When Nathan Connolly and his wife, Shani Mott, saw that their home in Baltimore had been appraised at $472,000, they knew something was wrong. They had bought it four years earlier, in 2017, for $450,000. They had made $40,000 in renovations. Home prices had been rising throughout the pandemic. It just didn’t make sense. So a few months after that first appraisal, they applied to refinance again with another company and decided to try something different. This time, the African American family removed all the photographs of themselves and had a White colleague meet the appraiser. The second appraisal came back at $750,000. Same house. Same location. Three-hundred-thousand-dollar difference.
In “The Third Reconstruction: America’s Struggle for Racial Justice in the Twenty-First Century,” historian and professor Peniel E. Joseph uses our country’s history on race and racism to help make sense of such injustices. Joseph argues that, until recently, America was living through a Third Reconstruction: It dated, he argues, from the election of Barack Obama in 2008 through the Jan. 6, 2021, insurrection at the Capitol. It was an era that echoed the periods following the Civil War and the civil rights movement, national moments of cultural ambition that centered and then upended the socially and legally enforced limits on Black inclusion in the American experiment. And in the wake of our Third Reconstruction, we face the same kind of retrenchment that followed those two previous periods.

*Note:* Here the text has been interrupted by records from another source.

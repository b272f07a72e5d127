use super::{
    CellEditor, CellValue, DefaultRecordEditingSupport, RecordEditingSupport, property_edit,
    text_or_unset, unsupported,
};
use crate::{
    EditError, NodeKind, Record, TreeNode,
    node::slot,
    operation::{Field, FieldValue, Operation},
};

#[derive(Debug, Clone, Copy, Default)]
pub struct UriEditingSupport {
    base: DefaultRecordEditingSupport,
}

impl RecordEditingSupport for UriEditingSupport {
    fn value(&self, record: &Record, node: &TreeNode) -> Result<CellValue, EditError> {
        match node.kind() {
            NodeKind::Property if node.parent_index() == slot::URI => Ok(CellValue::Text(
                record.uri()?.uri().unwrap_or_default().to_string(),
            )),
            NodeKind::Property => Err(unsupported(node)),
            NodeKind::Record
            | NodeKind::ParentProperty
            | NodeKind::PropertyList
            | NodeKind::PropertyListItem => self.base.value(record, node),
        }
    }

    fn set_value(
        &self,
        record: &Record,
        node: &TreeNode,
        value: CellValue,
    ) -> Result<Option<Operation>, EditError> {
        match node.kind() {
            NodeKind::Property if node.parent_index() == slot::URI => {
                let next = text_or_unset(value.into_text()?);
                property_edit(record, Field::Uri, FieldValue::Text(next))
            }
            NodeKind::Property => Err(unsupported(node)),
            NodeKind::Record
            | NodeKind::ParentProperty
            | NodeKind::PropertyList
            | NodeKind::PropertyListItem => self.base.set_value(record, node, value),
        }
    }

    fn cell_editor(
        &self,
        record: &Record,
        node: &TreeNode,
    ) -> Result<Option<CellEditor>, EditError> {
        match node.kind() {
            NodeKind::Property if node.parent_index() == slot::URI => Ok(Some(CellEditor::Text)),
            NodeKind::Property => Err(unsupported(node)),
            NodeKind::Record
            | NodeKind::ParentProperty
            | NodeKind::PropertyList
            | NodeKind::PropertyListItem => self.base.cell_editor(record, node),
        }
    }
}
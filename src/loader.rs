use std::{fs, io, path::Path};

/// Reads whole files for fields whose value is imported from disk.
pub trait FileLoader {
    fn load(&self, path: &Path) -> io::Result<Vec<u8>>;
}

/// Loads from the local filesystem.
#[derive(Debug, Clone, Copy, Default)]
pub struct FsLoader;

impl FileLoader for FsLoader {
    fn load(&self, path: &Path) -> io::Result<Vec<u8>> {
        let bytes = fs::read(path)?;
        tracing::debug!(path = %path.display(), len = bytes.len(), "loaded file");
        Ok(bytes)
    }
}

Joseph’s consistent focus on racial inequities hidden in plain sight makes this book searingly relevant. Think, for example, of the water crises in predominantly Black cities, such as Flint, Mich. and Jackson, Miss. Or consider appraisal discrimination, which devalues Black-owned homes. Or recall the ever-growing, always heartbreaking list of unarmed Black men who have been killed by the police. Joseph aims to distill these strands into a single narrative that helps us understand why, decades after the end of chattel slavery and Jim Crow, the virulent racial animosity that helped produce the Jan. 6 Capitol breach persists. “For Black America,” he writes, “reconstruction remains a blues-inflected tone poem about the perils and possibilities of Black humanity.”
He describes a national history in which two competing narratives collide. For Joseph, the First Reconstruction established the central tension between reconstructionism and redemptionism, a tension that encapsulates our national moment. Reconstructionism is based on a foundational belief in multiracial democracy and in the tools we have to enforce the federal government’s promise of equality: voting, protesting, boycotting and other types of civic action. Redemptionism, on the other hand, aims to concentrate power, access and opportunity in the hands of White people by any means, even and especially through physical violence. The clash between these two visions produced enduring political divisions and racial violence based on false narratives about Black dangerousness and criminality. Convict leasing, lynching and mass incarceration are all redemptionist tools. Impressively, Joseph weaves each of these schools of belief through the narrative of his own life growing up as a first-generation Haitian American. We see the ways reconstructionism has expanded what was possible for him, and the way redemptionism has constricted it.